# Task details
Which lines in the data below contain the string "ExpressionStmt"? Show each one.

# Given entries
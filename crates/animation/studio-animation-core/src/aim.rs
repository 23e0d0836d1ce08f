//! Head/spine aim adjustment: post-processes a designated bone chain to turn
//! toward a world-space look target, bounded by a per-second turn rate, then
//! re-derives world transforms for the affected subtree only.
//!
//! Yaw-only by design: the chain is assumed authored in a Z-up rig where a
//! local pre-rotation about +Z turns the bone in the ground plane.

use serde::{Deserialize, Serialize};

use studio_api_core::math::{
    angle_diff_deg, approach_angle_deg, mul_quat, normalize_quat, quat_from_yaw_deg, Vec3,
};
use studio_api_core::transform::{concat_transforms, matrix_origin, Mat3x4};
use studio_api_core::{BoneTransform, Placement};

use crate::skeleton::Skeleton;

/// A world-space look target with its turn-rate bound in degrees/second.
#[derive(Copy, Clone, Debug, PartialEq, Serialize, Deserialize)]
pub struct LookTarget {
    pub target: Vec3,
    pub max_turn_rate_deg: f32,
}

/// Per-instance aim state: the yaw offset currently applied to the chain,
/// persisted across frames so the turn is rate-limited, not instantaneous.
#[derive(Copy, Clone, Debug, Default, PartialEq)]
pub struct AimState {
    yaw_offset_deg: f32,
}

impl AimState {
    pub fn reset(&mut self) {
        self.yaw_offset_deg = 0.0;
    }

    pub fn yaw_offset_deg(&self) -> f32 {
        self.yaw_offset_deg
    }
}

/// Rotate the `chain` bones toward `look.target`, clamping this frame's
/// change to `max_turn_rate_deg * dt`, and recompute world transforms for
/// the subtree under the first chain bone. No-op when the chain is empty or
/// the evaluated output is missing.
#[allow(clippy::too_many_arguments)]
pub fn apply_look_target(
    skeleton: &Skeleton,
    locals: &mut [BoneTransform],
    bone_to_world: &mut [Mat3x4],
    placement: &Placement,
    chain: &[usize],
    state: &mut AimState,
    look: &LookTarget,
    dt: f32,
) {
    let Some(&chain_root) = chain.first() else {
        return;
    };
    if bone_to_world.len() != skeleton.len() || locals.len() != skeleton.len() {
        return;
    }
    let Some(&head) = chain.last() else { return };
    if head >= skeleton.len() || chain_root >= skeleton.len() {
        return;
    }

    let head_pos = matrix_origin(&bone_to_world[head]);
    let dx = look.target[0] - head_pos[0];
    let dy = look.target[1] - head_pos[1];
    // Target directly above/below the head: yaw is undefined, hold current.
    if dx * dx + dy * dy > 1e-8 {
        let desired_world_yaw = dy.atan2(dx).to_degrees();
        let desired_offset = angle_diff_deg(desired_world_yaw, placement.yaw_deg);
        let max_step = (look.max_turn_rate_deg * dt).max(0.0);
        state.yaw_offset_deg = approach_angle_deg(desired_offset, state.yaw_offset_deg, max_step);
    }

    // Distribute the turn evenly along the chain.
    let share = state.yaw_offset_deg / chain.len() as f32;
    let pre = quat_from_yaw_deg(share);
    for &bone in chain {
        locals[bone].rot = normalize_quat(mul_quat(pre, locals[bone].rot));
    }

    // Re-derive only the affected subtree, parents before children.
    let world = placement.to_matrix();
    for i in skeleton.subtree(chain_root) {
        let parent = match skeleton.bones()[i].parent {
            Some(p) => bone_to_world[p],
            None => world,
        };
        bone_to_world[i] = concat_transforms(&parent, &locals[i].to_matrix());
    }
}
//! Animation layer stack: a fixed pool of independently timed, weighted
//! animation sources composited over the base sequence.
//!
//! Layers are allocated from the pool (`add_layer`), retired when cleared or
//! when their weight decays to zero, and composited in ascending priority
//! order: each layer lerps over the accumulated pose (override style), so
//! later layers progressively replace earlier ones rather than summing.

use serde::{Deserialize, Serialize};

use studio_api_core::CoreError;

use crate::sequence::SequenceCatalog;

/// Handle to a slot in the fixed layer pool.
#[derive(Copy, Clone, Debug, Eq, PartialEq, Hash, Serialize, Deserialize)]
pub struct LayerHandle(pub u32);

/// How a layer combines with the pose accumulated below it.
#[derive(Copy, Clone, Debug, Default, Eq, PartialEq, Serialize, Deserialize)]
pub enum BlendMode {
    /// `lerp(accumulated, layer, weight)`: the layer replaces what is below
    /// it in proportion to its weight.
    #[default]
    Override,
    /// The layer's sample is treated as a delta added on top at `weight`.
    Additive,
}

/// Mutable per-layer playback state.
#[derive(Clone, Debug, Serialize, Deserialize)]
pub struct AnimationLayer {
    /// Normalized playback position, wraps in [0,1) for looping sequences.
    pub cycle: f32,
    /// None while the layer transiently has no sequence (e.g. mid-transition).
    pub sequence: Option<usize>,
    pub weight: f32,
    pub playback_rate: f32,
    /// Lower priorities are blended first; higher priorities land on top.
    pub priority: i32,
    pub blend_mode: BlendMode,
}

impl AnimationLayer {
    fn new(priority: i32) -> Self {
        Self {
            cycle: 0.0,
            sequence: None,
            weight: 0.0,
            playback_rate: 1.0,
            priority,
            blend_mode: BlendMode::Override,
        }
    }
}

/// One resolved entry of the per-frame blend set.
#[derive(Copy, Clone, Debug, PartialEq)]
pub struct BlendEntry {
    pub sequence: usize,
    pub cycle: f32,
    pub weight: f32,
    pub blend_mode: BlendMode,
}

/// Fixed pool of concurrent layers.
#[derive(Clone, Debug)]
pub struct LayerStack {
    slots: Vec<Option<AnimationLayer>>,
}

impl LayerStack {
    pub fn new(capacity: usize) -> Self {
        Self {
            slots: vec![None; capacity],
        }
    }

    #[inline]
    pub fn capacity(&self) -> usize {
        self.slots.len()
    }

    pub fn active_count(&self) -> usize {
        self.slots.iter().filter(|s| s.is_some()).count()
    }

    /// Allocate a layer from the pool. Existing layers are unaffected when
    /// the pool is exhausted; the caller decides whether to evict.
    pub fn add_layer(&mut self, priority: i32) -> Result<LayerHandle, CoreError> {
        for (i, slot) in self.slots.iter_mut().enumerate() {
            if slot.is_none() {
                *slot = Some(AnimationLayer::new(priority));
                return Ok(LayerHandle(i as u32));
            }
        }
        Err(CoreError::LayerPoolExhausted {
            capacity: self.slots.len(),
        })
    }

    pub fn layer(&self, handle: LayerHandle) -> Option<&AnimationLayer> {
        self.slots.get(handle.0 as usize)?.as_ref()
    }

    pub fn layer_mut(&mut self, handle: LayerHandle) -> Option<&mut AnimationLayer> {
        self.slots.get_mut(handle.0 as usize)?.as_mut()
    }

    /// Point a layer at a sequence with the given weight. Out-of-range
    /// sequence indices are clamped into the catalog (never fatal here).
    pub fn set_sequence(
        &mut self,
        handle: LayerHandle,
        sequence: usize,
        weight: f32,
        catalog: &SequenceCatalog,
    ) {
        let clamped = if sequence >= catalog.len() && !catalog.is_empty() {
            log::warn!(
                "layer sequence index {sequence} out of range, clamping to {}",
                catalog.len() - 1
            );
            catalog.len() - 1
        } else {
            sequence
        };
        if let Some(layer) = self.layer_mut(handle) {
            layer.sequence = if catalog.is_empty() {
                None
            } else {
                Some(clamped)
            };
            layer.weight = weight.clamp(0.0, 1.0);
            layer.cycle = 0.0;
        }
    }

    pub fn clear(&mut self, handle: LayerHandle) {
        if let Some(slot) = self.slots.get_mut(handle.0 as usize) {
            *slot = None;
        }
    }

    pub fn clear_all(&mut self) {
        for slot in &mut self.slots {
            *slot = None;
        }
    }

    /// Retire layers whose weight has decayed to zero. Freshly allocated
    /// layers that were never pointed at a sequence are left alone.
    pub fn retire_faded(&mut self) {
        for slot in &mut self.slots {
            if matches!(slot, Some(l) if l.sequence.is_some() && l.weight <= 0.0) {
                *slot = None;
            }
        }
    }

    pub fn iter_mut(&mut self) -> impl Iterator<Item = &mut AnimationLayer> {
        self.slots.iter_mut().filter_map(|s| s.as_mut())
    }

    /// Resolve the effective blend set for this frame: every active layer
    /// with a sequence and non-zero weight, sorted ascending by priority.
    /// The sort is stable, so equal priorities keep slot order and repeated
    /// calls without intervening mutation return identical results.
    pub fn resolve_blend_set(&self, catalog: &SequenceCatalog) -> Vec<BlendEntry> {
        let mut indexed: Vec<(i32, usize, BlendEntry)> = Vec::new();
        for (slot, layer) in self.slots.iter().enumerate() {
            let Some(layer) = layer else { continue };
            // Zero weight contributes nothing; skipping it must not disturb
            // the ordering of the remaining layers.
            if layer.weight <= 0.0 {
                continue;
            }
            let Some(seq) = layer.sequence else { continue };
            if catalog.get(seq).is_none() {
                log::warn!("layer in slot {slot} references missing sequence {seq}, skipping");
                continue;
            }
            indexed.push((
                layer.priority,
                slot,
                BlendEntry {
                    sequence: seq,
                    cycle: layer.cycle,
                    weight: layer.weight,
                    blend_mode: layer.blend_mode,
                },
            ));
        }
        indexed.sort_by_key(|&(priority, slot, _)| (priority, slot));
        indexed.into_iter().map(|(_, _, e)| e).collect()
    }
}
/// AST (Abstract Syntax Tree) module
/// Contains all definitions related to the AST structure
///
/// Submodules:
/// - ast: The `Node` trait, `Program` and the `Stmt`/`Expr` enums
/// - expressions: Expression nodes and operators
/// - statements: Statement nodes
pub mod ast;
pub mod expressions;
pub mod statements;
use tracing::trace;

use crate::{
    ast::{
        ast::Stmt,
        expressions::Identifier,
        statements::{ExpressionStmt, LetStmt, ReturnStmt},
    },
    errors::errors::Error,
    lexer::tokens::{TokenKind, TokenSource},
    parser::{expr::parse_expr, lookups::BindingPower},
};

use super::parser::Parser;

pub fn parse_stmt<S: TokenSource>(parser: &mut Parser<S>) -> Result<Stmt, Error> {
    let kind = parser.current_token_kind();
    trace!(%kind, "parsing statement");

    if let Some(handler) = parser.get_stmt_lookup().get(&kind).copied() {
        return handler(parser);
    }

    parse_expression_stmt(parser)
}

pub fn parse_let_stmt<S: TokenSource>(parser: &mut Parser<S>) -> Result<Stmt, Error> {
    let start_token = parser.current_token().clone();

    let name_token = parser.expect(TokenKind::Identifier)?;
    let name = Identifier {
        value: name_token.literal.clone(),
        token: name_token,
    };

    parser.expect(TokenKind::Assign)?;
    parser.advance();

    let value = parse_expr(parser, BindingPower::Default)?;

    parser.expect(TokenKind::Semicolon)?;

    Ok(Stmt::Let(LetStmt {
        token: start_token,
        name,
        value,
    }))
}

pub fn parse_return_stmt<S: TokenSource>(parser: &mut Parser<S>) -> Result<Stmt, Error> {
    let start_token = parser.current_token().clone();
    parser.advance();

    let value = parse_expr(parser, BindingPower::Default)?;

    parser.expect(TokenKind::Semicolon)?;

    Ok(Stmt::Return(ReturnStmt {
        token: start_token,
        value,
    }))
}

/// A bare expression; the trailing `;` is optional.
pub fn parse_expression_stmt<S: TokenSource>(parser: &mut Parser<S>) -> Result<Stmt, Error> {
    let start_token = parser.current_token().clone();
    let expression = parse_expr(parser, BindingPower::Default)?;

    if parser.peek_token_kind() == TokenKind::Semicolon {
        parser.advance();
    }

    Ok(Stmt::Expression(ExpressionStmt {
        token: start_token,
        expression,
    }))
}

# Output for this task
        statements::{ExpressionStmt, LetStmt, ReturnStmt},
    Ok(Stmt::Expression(ExpressionStmt {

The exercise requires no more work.